Williams followed the bus in her car and tried to stop the driver, she said. The bus continued on its route, but she managed to write down the bus number. After she arrived at her civil service job as a supply technician at Fort Benning around 9 a.m., she called the MCSD transportation department to report the accident, Williams said, and the district official told her that the driver had died in a crash later that morning.
Her reaction: “‘Wow. Hard to believe.’ I just told him I’d be praying for the family.”
A Columbus Police Department report confirms Williams’ story, names Newman as the driver and calls the accident a hit-and-run.
Meanwhile that morning, Ikner was grateful to have arrived safely in downtown Columbus at her accounting manager job for National Security Associates — because her busted mailbox wasn’t such a big deal after that same bus ran her off the road about 10 minutes later, she said.
Several seconds after Ikner turned left out of the subdivision from Garrett Pines Drive to head south on Garrett Road, she said, the bus was traveling north as it crossed the center line of the two-lane road and headed toward her.
Ikner didn’t notice the bus number, she said, but she did recognize the driver as the same one who usually drove the Mathews Elementary route through her neighborhood.
“I saw that bus on my side of the road,” she said, “and I was like, ‘What the hell? Surely, he’ll see me.”
Regardless, the bus didn’t return to the proper lane fast enough, she said, so Ikner had to veer off the roadway and onto the grassy shoulder to avoid a head-on collision.
“I was freaking out,” she said in an interview Wednesday evening.
Ikner estimated the time of her close call with the bus was around 7:40 a.m. The time of the fatal bus crash, two-tenths of a mile farther north on Garrett Road, was 7:44 a.m., according to the police report. The bus wrecked near the intersection with Jackson Road, approximately 1 mile from Mathews, which is on Lynch Road.
Muscogee County coroner Buddy Bryan said Aug. 24 the autopsy showed Newman died from blunt-force trauma. School district and police officials haven’t announced the cause of the accident.
The Ledger-Enquirer previously reported that another eyewitness, who said she was driving behind the bus before it crashed, never saw its brake lights come on as it crossed the center line and left the roadway. No skid marks were evident at the scene. The diagram in the police report shows only “furrow tire marks” where the bus left the roadway on the right side for 187 feet and then the left side for 202 feet. The bus damaged another mailbox and a chain-link fence and crashed head-on into a large tree, according to the police report.
“He almost didn’t make it to that tree,” Ikner said. “If I wouldn’t have been paying attention, he would have hit me head-on.”
At the time, Ikner didn’t know the same bus hit her mailbox and crashed later that morning. But her mother sent her a link to a neighbor’s Facebook post showing a photo of Williams’ note attached to Ikner’s garage door and explaining the hit-and-run that destroyed her mailbox. About 5 minutes later, her mother sent Ikner news photos of the crash.
“Then I put it all together,” Ikner said. “I was tripping out.
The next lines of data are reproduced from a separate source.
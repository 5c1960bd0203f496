//! Object-safe dynamic dispatch wrappers for the provider traits.
//!
//! Same blanket-impl pattern for both traits:
//! 1. Define an object-safe `*Dyn` trait with boxed futures
//! 2. Blanket-impl it for every implementor of the RPITIT trait
//! 3. The `Box*` wrapper holds `Box<dyn *Dyn>` and delegates

use std::future::Future;
use std::pin::Pin;

use gemrelay_types::llm::{LlmError, ModelCatalog};

use super::provider::{CatalogSource, TextGenerator};

type BoxFuture<'a, T> = Pin<Box<dyn Future<Output = T> + Send + 'a>>;

/// Object-safe version of [`TextGenerator`].
pub trait TextGeneratorDyn: Send + Sync {
    fn name(&self) -> &str;

    fn generate_boxed<'a>(
        &'a self,
        model: &'a str,
        prompt: &'a str,
    ) -> BoxFuture<'a, Result<String, LlmError>>;
}

impl<T: TextGenerator> TextGeneratorDyn for T {
    fn name(&self) -> &str {
        TextGenerator::name(self)
    }

    fn generate_boxed<'a>(
        &'a self,
        model: &'a str,
        prompt: &'a str,
    ) -> BoxFuture<'a, Result<String, LlmError>> {
        Box::pin(self.generate(model, prompt))
    }
}

/// Type-erased text generator, so the fallback chain can hold
/// heterogeneous calling conventions.
pub struct BoxTextGenerator {
    inner: Box<dyn TextGeneratorDyn + Send + Sync>,
}

impl BoxTextGenerator {
    /// Wrap a concrete `TextGenerator` in a type-erased box.
    pub fn new<T: TextGenerator + 'static>(generator: T) -> Self {
        Self {
            inner: Box::new(generator),
        }
    }

    pub fn name(&self) -> &str {
        self.inner.name()
    }

    /// Generate text for `prompt` using `model`.
    pub async fn generate(&self, model: &str, prompt: &str) -> Result<String, LlmError> {
        self.inner.generate_boxed(model, prompt).await
    }
}

/// Object-safe version of [`CatalogSource`].
pub trait CatalogSourceDyn: Send + Sync {
    fn fetch_raw_boxed(&self) -> BoxFuture<'_, Result<serde_json::Value, LlmError>>;

    fn list_models_boxed(&self) -> BoxFuture<'_, Result<ModelCatalog, LlmError>>;
}

impl<T: CatalogSource> CatalogSourceDyn for T {
    fn fetch_raw_boxed(&self) -> BoxFuture<'_, Result<serde_json::Value, LlmError>> {
        Box::pin(self.fetch_raw())
    }

    fn list_models_boxed(&self) -> BoxFuture<'_, Result<ModelCatalog, LlmError>> {
        Box::pin(self.list_models())
    }
}

/// Type-erased catalog source.
pub struct BoxCatalogSource {
    inner: Box<dyn CatalogSourceDyn + Send + Sync>,
}

impl BoxCatalogSource {
    /// Wrap a concrete `CatalogSource` in a type-erased box.
    pub fn new<T: CatalogSource + 'static>(source: T) -> Self {
        Self {
            inner: Box::new(source),
        }
    }

    /// Fetch the catalog exactly as the upstream returned it.
    pub async fn fetch_raw(&self) -> Result<serde_json::Value, LlmError> {
        self.inner.fetch_raw_boxed().await
    }

    /// Fetch and parse the catalog.
    pub async fn list_models(&self) -> Result<ModelCatalog, LlmError> {
        self.inner.list_models_boxed().await
    }
}
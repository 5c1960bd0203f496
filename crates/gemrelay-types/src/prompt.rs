//! Validated user prompt.

use crate::error::RelayError;

/// A non-empty, trimmed prompt submitted by a caller.
///
/// The only way to build one is [`PromptRequest::new`], so holding a
/// `PromptRequest` means validation already happened.
#[derive(Debug, Clone, PartialEq, Eq)]
pub struct PromptRequest(String);

impl PromptRequest {
    /// Trim `raw` and reject it if nothing is left.
    pub fn new(raw: &str) -> Result<Self, RelayError> {
        let trimmed = raw.trim();
        if trimmed.is_empty() {
            return Err(RelayError::EmptyPrompt);
        }
        Ok(Self(trimmed.to_string()))
    }

    /// Like [`PromptRequest::new`], treating a missing prompt as empty.
    pub fn from_optional(raw: Option<&str>) -> Result<Self, RelayError> {
        Self::new(raw.unwrap_or_default())
    }

    pub fn as_str(&self) -> &str {
        &self.0
    }
}
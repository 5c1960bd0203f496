//! Upstream provider implementations.
//!
//! Contains the concrete implementations of the `gemrelay-core` provider
//! traits, plus a factory ([`build_prompt_service`]) that wires them into a
//! [`PromptService`] from a [`RelayConfig`].

pub mod gemini;
pub mod openai_compat;

use secrecy::SecretString;

use gemrelay_core::llm::box_provider::{BoxCatalogSource, BoxTextGenerator};
use gemrelay_core::llm::fallback::FallbackChain;
use gemrelay_core::llm::selector::ModelSelector;
use gemrelay_core::service::prompt::PromptService;
use gemrelay_types::config::RelayConfig;

use self::gemini::GeminiRestClient;
use self::openai_compat::OpenAiCompatGenerator;

/// Build the REST client used for both catalog lookup and fallback generation.
pub fn create_rest_client(config: &RelayConfig, api_key: &SecretString) -> GeminiRestClient {
    GeminiRestClient::new(
        reqwest::Client::new(),
        api_key.clone(),
        config.base_url.clone(),
        config.api_version.clone(),
    )
}

/// Wire the prompt service: REST catalog, preference selector, and an
/// SDK-then-REST fallback chain.
pub fn build_prompt_service(config: &RelayConfig, api_key: &SecretString) -> PromptService {
    let chain = FallbackChain::new(vec![
        BoxTextGenerator::new(OpenAiCompatGenerator::new(api_key, &config.openai_base_url)),
        BoxTextGenerator::new(create_rest_client(config, api_key)),
    ]);

    tracing::debug!(
        generators = ?chain.generator_names(),
        api_version = %config.api_version,
        "Prompt service wired"
    );

    PromptService::new(
        BoxCatalogSource::new(create_rest_client(config, api_key)),
        ModelSelector::new(config.preferred_models.clone()),
        chain,
    )
}
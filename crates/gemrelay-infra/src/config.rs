//! Startup configuration loader for gemrelay.
//!
//! Non-secret settings come from an optional TOML file and fall back to
//! defaults when the file is missing or malformed. The API key comes from the
//! environment (optionally seeded from a `.env` file) and is required.

use std::path::{Path, PathBuf};

use secrecy::{ExposeSecret, SecretString};

use gemrelay_types::config::RelayConfig;

/// Environment variable holding the upstream API key.
pub const API_KEY_ENV: &str = "GEMINI_API_KEY";

/// Errors that prevent the relay from starting.
#[derive(Debug, thiserror::Error)]
pub enum ConfigError {
    #[error("missing GEMINI_API_KEY; set it in the environment or in a .env file")]
    MissingApiKey,

    #[error("GEMINI_API_KEY is set but blank")]
    BlankApiKey,
}

/// Load variables from `.env` in the working directory (or a parent).
///
/// Returns the path that was loaded, or `None` when there is no `.env` file.
/// Variables already set in the process environment win over the file. This
/// runs before logging is set up, so callers report the outcome themselves.
pub fn load_dotenv() -> Result<Option<PathBuf>, dotenvy::Error> {
    match dotenvy::dotenv() {
        Ok(path) => Ok(Some(path)),
        Err(err) if err.not_found() => Ok(None),
        Err(err) => Err(err),
    }
}

/// Load relay configuration from `path`.
///
/// - `None` or a missing file returns [`RelayConfig::default()`].
/// - A file that fails to read or parse logs a warning and returns the default.
pub async fn load_relay_config(path: Option<&Path>) -> RelayConfig {
    let Some(config_path) = path else {
        return RelayConfig::default();
    };

    let content = match tokio::fs::read_to_string(config_path).await {
        Ok(content) => content,
        Err(err) if err.kind() == std::io::ErrorKind::NotFound => {
            tracing::debug!("No config found at {}, using defaults", config_path.display());
            return RelayConfig::default();
        }
        Err(err) => {
            tracing::warn!("Failed to read {}: {err}, using defaults", config_path.display());
            return RelayConfig::default();
        }
    };

    match toml::from_str::<RelayConfig>(&content) {
        Ok(config) => config,
        Err(err) => {
            tracing::warn!(
                "Failed to parse {}: {err}, using defaults",
                config_path.display()
            );
            RelayConfig::default()
        }
    }
}

/// Read the API key from [`API_KEY_ENV`].
pub fn load_api_key() -> Result<SecretString, ConfigError> {
    api_key_from(std::env::var(API_KEY_ENV).ok())
}

fn api_key_from(value: Option<String>) -> Result<SecretString, ConfigError> {
    let value = value.ok_or(ConfigError::MissingApiKey)?;
    let trimmed = value.trim();
    if trimmed.is_empty() {
        return Err(ConfigError::BlankApiKey);
    }
    Ok(SecretString::from(trimmed.to_string()))
}

/// Mask a key for logs: first 6 and last 4 characters.
///
/// Keys too short to mask without revealing most of them become `****`.
pub fn mask_key(key: &SecretString) -> String {
    let chars: Vec<char> = key.expose_secret().chars().collect();
    if chars.len() <= 10 {
        return "****".to_string();
    }
    let head: String = chars[..6].iter().collect();
    let tail: String = chars[chars.len() - 4..].iter().collect();
    format!("{head}…{tail}")
}

#[cfg(test)]
mod tests {
    use super::*;
    use tempfile::TempDir;

    #[tokio::test]
    async fn load_relay_config_none_returns_default() {
        assert_eq!(load_relay_config(None).await, RelayConfig::default());
    }

    #[tokio::test]
    async fn load_relay_config_missing_file_returns_default() {
        let tmp = TempDir::new().unwrap();
        let config = load_relay_config(Some(&tmp.path().join("gemrelay.toml"))).await;
        assert_eq!(config, RelayConfig::default());
    }

    #[tokio::test]
    async fn load_relay_config_valid_toml_returns_parsed() {
        let tmp = TempDir::new().unwrap();
        let config_path = tmp.path().join("gemrelay.toml");
        tokio::fs::write(
            &config_path,
            r#"
port = 8080
public_dir = "static"
preferred_models = ["gemini-1.0-pro"]
"#,
        )
        .await
        .unwrap();

        let config = load_relay_config(Some(&config_path)).await;
        assert_eq!(config.port, 8080);
        assert_eq!(config.public_dir, "static");
        assert_eq!(config.preferred_models, vec!["gemini-1.0-pro"]);
        assert_eq!(config.api_version, "v1");
    }

    #[tokio::test]
    async fn load_relay_config_invalid_toml_returns_default() {
        let tmp = TempDir::new().unwrap();
        let config_path = tmp.path().join("gemrelay.toml");
        tokio::fs::write(&config_path, "port = \"not a number").await.unwrap();

        let config = load_relay_config(Some(&config_path)).await;
        assert_eq!(config, RelayConfig::default());
    }

    #[test]
    fn api_key_missing_fails() {
        assert!(matches!(api_key_from(None), Err(ConfigError::MissingApiKey)));
    }

    #[test]
    fn api_key_blank_fails() {
        assert!(matches!(
            api_key_from(Some("   ".to_string())),
            Err(ConfigError::BlankApiKey)
        ));
    }

    #[test]
    fn api_key_is_trimmed() {
        let key = api_key_from(Some(" AIzaSyExample1234 \n".to_string())).unwrap();
        assert_eq!(key.expose_secret(), "AIzaSyExample1234");
    }

    #[test]
    fn config_error_message_names_variable() {
        assert!(ConfigError::MissingApiKey.to_string().contains("GEMINI_API_KEY"));
    }

    #[test]
    fn mask_key_shows_head_and_tail() {
        let key = SecretString::from("AIzaSyD-secret-middle-abcd");
        assert_eq!(mask_key(&key), "AIzaSy…abcd");
    }

    #[test]
    fn mask_key_short_is_fully_hidden() {
        assert_eq!(mask_key(&SecretString::from("short")), "****");
    }
}
use thiserror::Error;

use crate::llm::LlmError;

/// Errors a prompt request can end in.
#[derive(Debug, Clone, PartialEq, Eq, Error)]
pub enum RelayError {
    #[error("Empty prompt")]
    EmptyPrompt,

    #[error("No text model available on this key/project.")]
    NoModelAvailable,

    /// Non-success response from the upstream on the final attempt.
    #[error("Gemini request failed: {status} {status_text}")]
    Upstream {
        status: u16,
        status_text: String,
        message: String,
    },

    #[error("{0}")]
    Unexpected(String),
}

impl From<LlmError> for RelayError {
    fn from(err: LlmError) -> Self {
        match err {
            LlmError::UpstreamStatus {
                status,
                status_text,
                body,
            } => RelayError::Upstream {
                status,
                status_text,
                message: body,
            },
            other => RelayError::Unexpected(other.to_string()),
        }
    }
}
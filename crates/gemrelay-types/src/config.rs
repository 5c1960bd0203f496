//! Runtime configuration types for gemrelay.
//!
//! `RelayConfig` holds every non-secret setting. It can be read from a TOML
//! file; all fields have defaults, so an empty file (or none) is valid. The
//! API key is deliberately not part of this struct and is loaded separately.

use serde::{Deserialize, Serialize};

/// Models tried in order when choosing which upstream model to use.
pub const DEFAULT_PREFERRED_MODELS: &[&str] = &[
    "gemini-1.5-flash",
    "gemini-1.5-flash-latest",
    "gemini-1.5-flash-8b",
    "gemini-1.5-pro",
    "gemini-1.0-pro",
    "gemini-pro",
];

/// Top-level configuration for the relay server.
#[derive(Debug, Clone, PartialEq, Serialize, Deserialize)]
pub struct RelayConfig {
    /// Interface to bind.
    #[serde(default = "default_host")]
    pub host: String,

    /// Port to listen on.
    #[serde(default = "default_port")]
    pub port: u16,

    /// Upstream REST API version segment (e.g. "v1").
    #[serde(default = "default_api_version")]
    pub api_version: String,

    /// Upstream REST base URL, without the version segment.
    #[serde(default = "default_base_url")]
    pub base_url: String,

    /// Base URL of the upstream's OpenAI-compatible endpoint.
    #[serde(default = "default_openai_base_url")]
    pub openai_base_url: String,

    /// Directory of static front-end files.
    #[serde(default = "default_public_dir")]
    pub public_dir: String,

    /// Preferred model names, highest preference first.
    #[serde(default = "default_preferred_models")]
    pub preferred_models: Vec<String>,
}

fn default_host() -> String {
    "127.0.0.1".to_string()
}

fn default_port() -> u16 {
    3000
}

fn default_api_version() -> String {
    "v1".to_string()
}

fn default_base_url() -> String {
    "https://generativelanguage.googleapis.com".to_string()
}

fn default_openai_base_url() -> String {
    "https://generativelanguage.googleapis.com/v1beta/openai".to_string()
}

fn default_public_dir() -> String {
    "public".to_string()
}

fn default_preferred_models() -> Vec<String> {
    DEFAULT_PREFERRED_MODELS
        .iter()
        .map(|m| m.to_string())
        .collect()
}

impl Default for RelayConfig {
    fn default() -> Self {
        Self {
            host: default_host(),
            port: default_port(),
            api_version: default_api_version(),
            base_url: default_base_url(),
            openai_base_url: default_openai_base_url(),
            public_dir: default_public_dir(),
            preferred_models: default_preferred_models(),
        }
    }
}

impl RelayConfig {
    /// Hint shown to callers when no model could be selected.
    pub fn models_hint(&self) -> String {
        format!(
            "Open http://localhost:{}/_models to see what your key can use.",
            self.port
        )
    }
}
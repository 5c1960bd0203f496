//! Debug endpoints for checking what the relay sees.
//!
//! GET /_models - raw upstream catalog for the configured key.
//! GET /_debug-list - file names in the static directory.

use axum::Json;
use axum::extract::State;

use crate::http::error::AppError;
use crate::state::AppState;

/// GET /_models - Raw upstream model catalog (never cached).
pub async fn list_models(
    State(state): State<AppState>,
) -> Result<Json<serde_json::Value>, AppError> {
    let catalog = state
        .prompt_service
        .catalog_raw()
        .await
        .inspect_err(|e| tracing::error!(error = %e, "Model listing failed"))?;
    Ok(Json(catalog))
}

/// GET /_debug-list - Sorted file names in `public_dir`.
pub async fn list_public_files(
    State(state): State<AppState>,
) -> Result<Json<Vec<String>>, AppError> {
    let dir = &state.config.public_dir;
    let read_error = |e: std::io::Error| AppError::Internal(format!("Failed to read {dir}: {e}"));

    let mut entries = tokio::fs::read_dir(dir).await.map_err(read_error)?;
    let mut names = Vec::new();
    while let Some(entry) = entries.next_entry().await.map_err(read_error)? {
        names.push(entry.file_name().to_string_lossy().into_owned());
    }
    names.sort();

    Ok(Json(names))
}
That’s crazy. The same bus that hit my mailbox almost hit me. … He literally wrecked right after he almost hit me.”
Ikner visited the crash scene on her lunch break. That’s when she reported to police the encounters the bus had with her mailbox and her car, she said. The Columbus Police Department doesn’t have a report on the incident.
“As soon as he hit my mailbox, he should have stopped,” she said. “If he would have stopped, he might still be alive. When you’re driving somebody else’s kids, you have precious cargo.”
Newman started working for the school district in 2013 as a bus driver trainee and became a full-time driver in March 2014, MCSD communications director Valerie Fuller said in a news release last week.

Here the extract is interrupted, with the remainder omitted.